WHAT TO WORK ON
Using the material below, print the line that contains "pub fn request_schema_json()", the line that contains "pub use analysis::FieldAnalysis;", and every line in between, exactly and nothing else.
── PROVIDED ENTRIES ──
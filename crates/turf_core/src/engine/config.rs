//! Predictor configuration.
//!
//! All tuning numbers the rules compare against live here rather than as magic
//! numbers inside the rules. `PredictorConfig::default()` reproduces the
//! standard rule set exactly; a JSON document can override any subset.
//!
//! ```rust
//! use turf_core::engine::PredictorConfig;
//!
//! let config = PredictorConfig::default();
//! assert_eq!(config.baseline.confidence, 75);
//!
//! let gusty = PredictorConfig::from_json(r#"{"thresholds": {"strong_wind_kmh": 30.0}}"#).unwrap();
//! assert_eq!(gusty.thresholds.moderate_wind_kmh, 10.0);
//! ```

use serde::{Deserialize, Serialize};

use crate::error::{Result, TurfError};

#[derive(Debug, Clone, PartialEq, Default, Serialize, Deserialize)]
#[serde(default)]
pub struct PredictorConfig {
    pub baseline: BaselineConfig,
    pub thresholds: ThresholdsConfig,
}

/// Starting point before any adjustment rule runs.
#[derive(Debug, Clone, PartialEq, Serialize, Deserialize)]
#[serde(default)]
pub struct BaselineConfig {
    /// Initial confidence score (default: 75)
    pub confidence: i32,
}

impl Default for BaselineConfig {
    fn default() -> Self {
        Self { confidence: 75 }
    }
}

/// Rule trigger thresholds. Comparisons are strict unless noted.
#[derive(Debug, Clone, PartialEq, Serialize, Deserialize)]
#[serde(default)]
pub struct ThresholdsConfig {
    /// Dry surface counts as fast from this ball-speed rating (inclusive, default: 7)
    pub fast_surface_ball_speed: i32,
    /// Moderate wind above this speed in km/h (default: 10)
    pub moderate_wind_kmh: f64,
    /// Strong wind above this speed in km/h (default: 20)
    pub strong_wind_kmh: f64,
    /// Poor footing below this traction rating (default: 5)
    pub poor_traction_below: i32,
    /// Excellent footing from this traction rating (inclusive, default: 8)
    pub high_traction_from: i32,
    /// Cold below this temperature in °C (default: 5)
    pub cold_below_c: f64,
    /// Hot above this temperature in °C (default: 30)
    pub hot_above_c: f64,
    /// Humid above this relative humidity (default: 80)
    pub humid_above_pct: f64,
}

impl Default for ThresholdsConfig {
    fn default() -> Self {
        Self {
            fast_surface_ball_speed: 7,
            moderate_wind_kmh: 10.0,
            strong_wind_kmh: 20.0,
            poor_traction_below: 5,
            high_traction_from: 8,
            cold_below_c: 5.0,
            hot_above_c: 30.0,
            humid_above_pct: 80.0,
        }
    }
}

impl PredictorConfig {
    /// Parse a (possibly partial) JSON config and validate it.
    pub fn from_json(json: &str) -> Result<Self> {
        let config: Self = serde_json::from_str(json)
            .map_err(|e| TurfError::InvalidConfig(format!("Failed to parse config JSON: {e}")))?;
        config.validate()?;
        Ok(config)
    }

    pub fn validate(&self) -> Result<()> {
        let t = &self.thresholds;

        if !(0..=100).contains(&self.baseline.confidence) {
            return Err(TurfError::InvalidConfig(format!(
                "baseline.confidence must be within 0-100, got {}",
                self.baseline.confidence
            )));
        }

        let floats = [
            ("moderate_wind_kmh", t.moderate_wind_kmh),
            ("strong_wind_kmh", t.strong_wind_kmh),
            ("cold_below_c", t.cold_below_c),
            ("hot_above_c", t.hot_above_c),
            ("humid_above_pct", t.humid_above_pct),
        ];
        if let Some((name, _)) = floats.iter().find(|(_, v)| !v.is_finite()) {
            return Err(TurfError::InvalidConfig(format!("thresholds.{name} must be finite")));
        }

        if t.moderate_wind_kmh > t.strong_wind_kmh {
            return Err(TurfError::InvalidConfig(format!(
                "moderate wind threshold ({}) exceeds strong wind threshold ({})",
                t.moderate_wind_kmh, t.strong_wind_kmh
            )));
        }
        if t.cold_below_c >= t.hot_above_c {
            return Err(TurfError::InvalidConfig(format!(
                "cold threshold ({}) must be below hot threshold ({})",
                t.cold_below_c, t.hot_above_c
            )));
        }
        if t.poor_traction_below > t.high_traction_from {
            return Err(TurfError::InvalidConfig(format!(
                "poor traction threshold ({}) exceeds high traction threshold ({})",
                t.poor_traction_below, t.high_traction_from
            )));
        }

        Ok(())
    }
}

#[cfg(test)]
mod tests {
    use super::*;

    #[test]
    fn test_default_config_is_valid() {
        let cfg = PredictorConfig::default();
        assert!(cfg.validate().is_ok());
        assert_eq!(cfg.baseline.confidence, 75);
        assert_eq!(cfg.thresholds.strong_wind_kmh, 20.0);
    }

    #[test]
    fn test_partial_json_keeps_other_defaults() {
        let cfg = PredictorConfig::from_json(r#"{"thresholds": {"hot_above_c": 28.0}}"#).unwrap();
        assert_eq!(cfg.thresholds.hot_above_c, 28.0);
        assert_eq!(cfg.thresholds.cold_below_c, 5.0);
        assert_eq!(cfg.baseline, BaselineConfig::default());
    }

    #[test]
    fn test_empty_json_is_default() {
        assert_eq!(PredictorConfig::from_json("{}").unwrap(), PredictorConfig::default());
    }

    #[test]
    fn test_inverted_wind_thresholds_rejected() {
        let err = PredictorConfig::from_json(
            r#"{"thresholds": {"moderate_wind_kmh": 25.0, "strong_wind_kmh": 15.0}}"#,
        )
        .unwrap_err();
        assert!(matches!(err, TurfError::InvalidConfig(_)));
    }

    #[test]
    fn test_out_of_range_baseline_rejected() {
        let mut cfg = PredictorConfig::default();
        cfg.baseline.confidence = 120;
        assert!(cfg.validate().is_err());

        let mut cfg = PredictorConfig::default();
        cfg.baseline.confidence = -1;
        assert!(cfg.validate().is_err());
    }

    #[test]
    fn test_malformed_json_rejected() {
        assert!(PredictorConfig::from_json("{\"baseline\": 3").is_err());
    }

    #[test]
    fn test_config_serialization() {
        let cfg = PredictorConfig::default();
        let json = serde_json::to_string(&cfg).unwrap();
        let parsed: PredictorConfig = serde_json::from_str(&json).unwrap();
        assert_eq!(parsed, cfg);
    }
}
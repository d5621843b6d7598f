//! JSON Schema export for hosts that generate their form bindings.

use schemars::schema::RootSchema;
use schemars::schema_for;

use super::strategy_json::{StrategyRequest, StrategyResponse};
use crate::error::Result;

pub fn request_schema() -> RootSchema {
    schema_for!(StrategyRequest)
}

pub fn prediction_schema() -> RootSchema {
    schema_for!(StrategyResponse)
}

/// Pretty-printed schema of `StrategyRequest`.
pub fn request_schema_json() -> Result<String> {
    Ok(serde_json::to_string_pretty(&request_schema())?)
}

/// Pretty-printed schema of `StrategyResponse`.
pub fn prediction_schema_json() -> Result<String> {
    Ok(serde_json::to_string_pretty(&prediction_schema())?)
}
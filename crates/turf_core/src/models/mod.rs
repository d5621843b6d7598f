//! Data records exchanged with the form layer.

pub mod analysis;
pub mod environment;
pub mod prediction;
pub mod turf;

pub use analysis::FieldAnalysis;
pub use environment::{EnvironmentalConditions, Precipitation, TimeOfDay, WindDirection};
pub use prediction::{
    ConfidenceBand, DefensiveApproach, PassingStrategy, PlayStyle, RatingBand, SpeedOfPlay,
    StrategyPrediction, FRAGMENT_SEPARATOR, NO_RISK_SENTINEL,
};
pub use turf::{
    Evenness, GrassHeight, MoistureLevel, SurfaceQuality, SurfaceType, TurfConditions,
};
───
RESPONSE
pub fn request_schema_json() -> Result<String> {
    Ok(serde_json::to_string_pretty(&request_schema())?)
}

/// Pretty-printed schema of `StrategyResponse`.
pub fn prediction_schema_json() -> Result<String> {
    Ok(serde_json::to_string_pretty(&prediction_schema())?)
}
filename crates/turf_core/src/models/mod.rs
repository d5621843b6d7598f
//! Data records exchanged with the form layer.

pub mod analysis;
pub mod environment;
pub mod prediction;
pub mod turf;

pub use analysis::FieldAnalysis;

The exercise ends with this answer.